→ What is expected
Produce an exact copy of the line containing "state.earliest_construction(prerequisite)" and of every line after it in the material below, ending with the final line.

--- Information given Enclosed Below ---

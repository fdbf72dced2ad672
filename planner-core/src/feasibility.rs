//! Feasibility evaluator: how long until production of an entity type could begin.
//!
//! The answer is the maximum over independent constraints (resources,
//! population, prerequisite chain, producer). Any constraint that can never
//! be met from the current state makes the whole query infeasible.

use std::fmt;

use crate::catalog::{Catalog, Producer};
use crate::state::{EconomyState, RecordKind};
use crate::types::{Resource, Ticks, UnitId};

/// Why production of an entity type cannot begin from a state.
#[derive(Debug, Clone, Copy, PartialEq, Eq)]
pub enum Blocker {
    /// Cost unpaid and nobody harvests this resource
    NoWorkers(Resource),
    /// Population would exceed the hard cap
    PopulationMaxed,
    /// Population short and no capacity structure under construction covers it
    NoSupplyInProgress,
    /// A prerequisite neither exists nor is being built
    MissingPrerequisite(UnitId),
    /// No supported producer exists or is being built
    NoProducer,
    /// Readiness kept moving while waiting
    Unsettled,
}

impl fmt::Display for Blocker {
    fn fmt(&self, f: &mut fmt::Formatter<'_>) -> fmt::Result {
        match self {
            Blocker::NoWorkers(resource) => write!(f, "no workers harvesting {resource}"),
            Blocker::PopulationMaxed => write!(f, "population at hard cap"),
            Blocker::NoSupplyInProgress => write!(f, "no population capacity on the way"),
            Blocker::MissingPrerequisite(_) => write!(f, "missing a prerequisite"),
            Blocker::NoProducer => write!(f, "no producer available"),
            Blocker::Unsettled => write!(f, "readiness did not settle"),
        }
    }
}

impl Blocker {
    /// Like `Display`, with entity names resolved through `catalog`.
    pub fn describe(&self, catalog: &Catalog) -> String {
        match self {
            Blocker::MissingPrerequisite(unit) => format!("missing prerequisite {}", catalog.name(*unit)),
            other => other.to_string(),
        }
    }
}

/// Ticks until production could begin, or the constraint that rules it out.
pub type Wait = Result<Ticks, Blocker>;

/// Minimum additional ticks until `target` could start from `state`.
pub fn when(catalog: &Catalog, state: &EconomyState, target: UnitId) -> Wait {
    let mut wait: Ticks = 0.0;
    for resource in [Resource::Minerals, Resource::Vespene] {
        wait = wait.max(resource_wait(catalog, state, target, resource)?);
    }
    wait = wait.max(population_wait(catalog, state, catalog[target].population)?);
    wait = wait.max(prerequisite_wait(catalog, state, target)?);
    wait = wait.max(producer_wait(catalog, state, target)?);
    Ok(wait)
}

/// Accrual time for one resource at the current worker allocation.
pub fn resource_wait(
    catalog: &Catalog,
    state: &EconomyState,
    target: UnitId,
    resource: Resource,
) -> Wait {
    let rates = catalog.rates();
    let shortfall = catalog.requirement(target, resource) - state.resources.get(resource);
    if shortfall <= rates.resource_epsilon {
        return Ok(0.0);
    }
    let workers = state.workers.get(resource);
    if workers == 0 {
        return Err(Blocker::NoWorkers(resource));
    }
    Ok(rates.ticks_to_gather(resource, shortfall, workers))
}

/// Ticks until the population cap admits `population` more.
///
/// Capacity structures already under construction are taken in completion
/// order until the cap is high enough. New ones are never assumed.
pub fn population_wait(catalog: &Catalog, state: &EconomyState, population: u32) -> Wait {
    let hard_cap = catalog.rates().hard_population_cap;
    let needed = state.population.used + population;
    if needed <= state.population.cap {
        return Ok(0.0);
    }
    if state.population.cap >= hard_cap || needed > hard_cap {
        return Err(Blocker::PopulationMaxed);
    }

    let mut incoming: Vec<(Ticks, u32)> = state
        .in_progress
        .iter()
        .filter(|r| r.kind == RecordKind::Construction)
        .filter_map(|r| {
            let supply = catalog[r.unit].supply_provided;
            (supply > 0).then_some((r.remaining, supply))
        })
        .collect();
    incoming.sort_by(|a, b| a.0.total_cmp(&b.0));

    let mut cap = state.population.cap;
    for (remaining, supply) in incoming {
        cap = (cap + supply).min(hard_cap);
        if needed <= cap {
            return Ok(remaining);
        }
    }
    Err(Blocker::NoSupplyInProgress)
}

/// Every ancestor in the prerequisite chain must exist or be under construction.
pub fn prerequisite_wait(catalog: &Catalog, state: &EconomyState, target: UnitId) -> Wait {
    let mut wait: Ticks = 0.0;
    for prerequisite in catalog.prerequisites(target) {
        let ready = if state.completed(prerequisite) > 0 {
            Some(0.0)
        } else {
            state.earliest_construction(prerequisite)
        };
        wait = wait.max(ready.ok_or(Blocker::MissingPrerequisite(prerequisite))?);
    }
    Ok(wait)
}

/// Soonest any supported producer of `target` is idle.
pub fn producer_wait(catalog: &Catalog, state: &EconomyState, target: UnitId) -> Wait {
    catalog[target]
        .supported_producers()
        .filter_map(|producer| producer_ready(state, producer))
        .min_by(f64::total_cmp)
        .ok_or(Blocker::NoProducer)
}

fn producer_ready(state: &EconomyState, producer: &Producer) -> Option<Ticks> {
    let unit = producer.unit();
    if state.idle(unit) > 0 {
        return Some(0.0);
    }
    match producer {
        // Relocating workers are never busy, so only new ones can show up
        Producer::WorkerRelocation(_) => state.earliest_construction(unit),
        // A structure frees up when an order finishes or a new one completes
        Producer::Structure(_) => state.earliest(unit),
        Producer::Excluded { .. } => None,
    }
}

--- End of Enclosed Information given ---

→ Exercise output
            state.earliest_construction(prerequisite)
        };
        wait = wait.max(ready.ok_or(Blocker::MissingPrerequisite(prerequisite))?);
    }
    Ok(wait)
}

/// Soonest any supported producer of `target` is idle.
pub fn producer_wait(catalog: &Catalog, state: &EconomyState, target: UnitId) -> Wait {
    catalog[target]
        .supported_producers()
        .filter_map(|producer| producer_ready(state, producer))
        .min_by(f64::total_cmp)
        .ok_or(Blocker::NoProducer)
}

fn producer_ready(state: &EconomyState, producer: &Producer) -> Option<Ticks> {
    let unit = producer.unit();
    if state.idle(unit) > 0 {
        return Some(0.0);
    }
    match producer {
        // Relocating workers are never busy, so only new ones can show up
        Producer::WorkerRelocation(_) => state.earliest_construction(unit),
        // A structure frees up when an order finishes or a new one completes
        Producer::Structure(_) => state.earliest(unit),
        Producer::Excluded { .. } => None,
    }
}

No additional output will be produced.